Action by J. U. Tippins against D. W. Phillips. Judgment for defendant, and plaintiff brings error. Affirmed.

J. U. Tippins brought suit against D. W. Phillips, alleging that on June 22, 1904, Phillips sold to petitioner a certain tract of land lying in the 1403d G. M. district of Tattnall county, containing 424 acres, having boundaries as specified in the petition, and being known as the "D. W. Phillips Tract of Land, " which he had obtained from his father's estate; that Phillips also sold petitioner his share of the crops then growing on said tract. It was further alleged that the contract of sale was in writing, as follows:

"State of Georgia, Telfair County. Lumber City, Ga., June 22, 1904. For and in consideration of the sum of $5.00 to me in hand paid, and receipt of which is hereby acknowledged. I have granted to Mr. J. U. Tippins, a 30 days option on 424 acres of land in Tattnall County. The price of said land if taken in the limit of this option, is to be $1100.00 said price to also include my share of the crops now growing on the said land. In Witness whereof, the parties hereto have hereunto subscribed their names and affixed their seals the day and year first above written. D. W. Phillips. [L. S.] J. U. Tippins. [L. S.]

"In presence of: K. C. Holaday, C. E. Sikes."

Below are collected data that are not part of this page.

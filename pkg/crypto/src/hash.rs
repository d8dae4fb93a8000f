//! Subject-name hash used by the `c_rehash` trust-store layout.
//!
//! A CRL for a root lives next to it as `<hash>.r0`, where `<hash>` is the
//! same value `openssl x509 -hash` prints.

use openssl::x509::X509Ref;

/// Lowercase hex subject-name hash of a certificate.
pub fn subject_hash(cert: &X509Ref) -> String {
    format!("{:08x}", cert.subject_name_hash())
}

/// File name the CRL for `hash` is expected under.
pub fn crl_file_name(hash: &str, suffix: &str) -> String {
    format!("{hash}{suffix}")
}
//! Logging setup for check-crl
//!
//! Standard output belongs to the single status line, so diagnostics go to
//! standard error unless `--debug` asks for them inline.

use tracing_subscriber::filter::LevelFilter;
use tracing_subscriber::{layer::SubscriberExt, util::SubscriberInitExt, EnvFilter};

/// Build the level filter from `RUST_LOG` (if set) and `--debug`.
///
/// `--debug` always enables at least `debug`, whatever `RUST_LOG` says.
fn build_filter(debug: bool, rust_log: Option<&str>) -> EnvFilter {
    let from_env = rust_log.and_then(|directives| EnvFilter::try_new(directives).ok());
    match from_env {
        Some(filter) if !debug => filter,
        Some(filter) if filter.max_level_hint() >= Some(LevelFilter::DEBUG) => filter,
        Some(filter) => filter.add_directive(LevelFilter::DEBUG.into()),
        None if debug => EnvFilter::new("debug"),
        None => EnvFilter::new("warn"),
    }
}

pub fn init_logging(debug: bool) {
    let rust_log = std::env::var(EnvFilter::DEFAULT_ENV).ok();
    let env_filter = build_filter(debug, rust_log.as_deref());

    let fmt_layer = tracing_subscriber::fmt::layer()
        .compact()
        .with_target(false)
        .with_ansi(false);

    if debug {
        tracing_subscriber::registry()
            .with(env_filter)
            .with(fmt_layer.with_writer(std::io::stdout))
            .init();
    } else {
        tracing_subscriber::registry()
            .with(env_filter)
            .with(fmt_layer.with_writer(std::io::stderr))
            .init();
    }
}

Plaintiff alleged that within the time limit of the option he tendered to the defendant $1,100 in cash, and that at the time of the tender the defendant refused to accept the same. He further charged that D. W. Phillips then admitted the execution and delivery of the option, but refused to comply with its conditions, merely offering to return the $5 received as earnest money to bind the contract; that on August 6, 1904, the defendant verbally sold to petitioner two other tracts of land adjoining each other and the 424-acre tract for $10 per acre, and as evidence of such contract petitioner attached to his petition the following letter:

"Lumber City, Ga. July 21, 1904. Mr. J. U. Tippins, Altamaha, Ga. — Dear Sir: I would like you make me an offer on Mrs. McLeod's little place there are 100 acres in the tract. If you will pay her the worth of it, you certainly will have no trouble in securing a deed to my property. You may not have any trouble to get it any way, as 1 told you the other day while up here that I meant to do the clean thing, and expected to do it, but that I would make no deed until I made some investigation as to certain matters in your neighborhood. Now I will soon go down there, but can't say for certain that I will get off next week, but will say that it will not be later than ten or twelve days, but if can arrange with my people, will try to be there by the middle of next week. If you don't care, make me an offer in writing, you can think the matter over, and if you are in a notion for it, we will see what can be done when I go down. If you feel like it, you can answer this letter. Yours truly, D. W. Phillips."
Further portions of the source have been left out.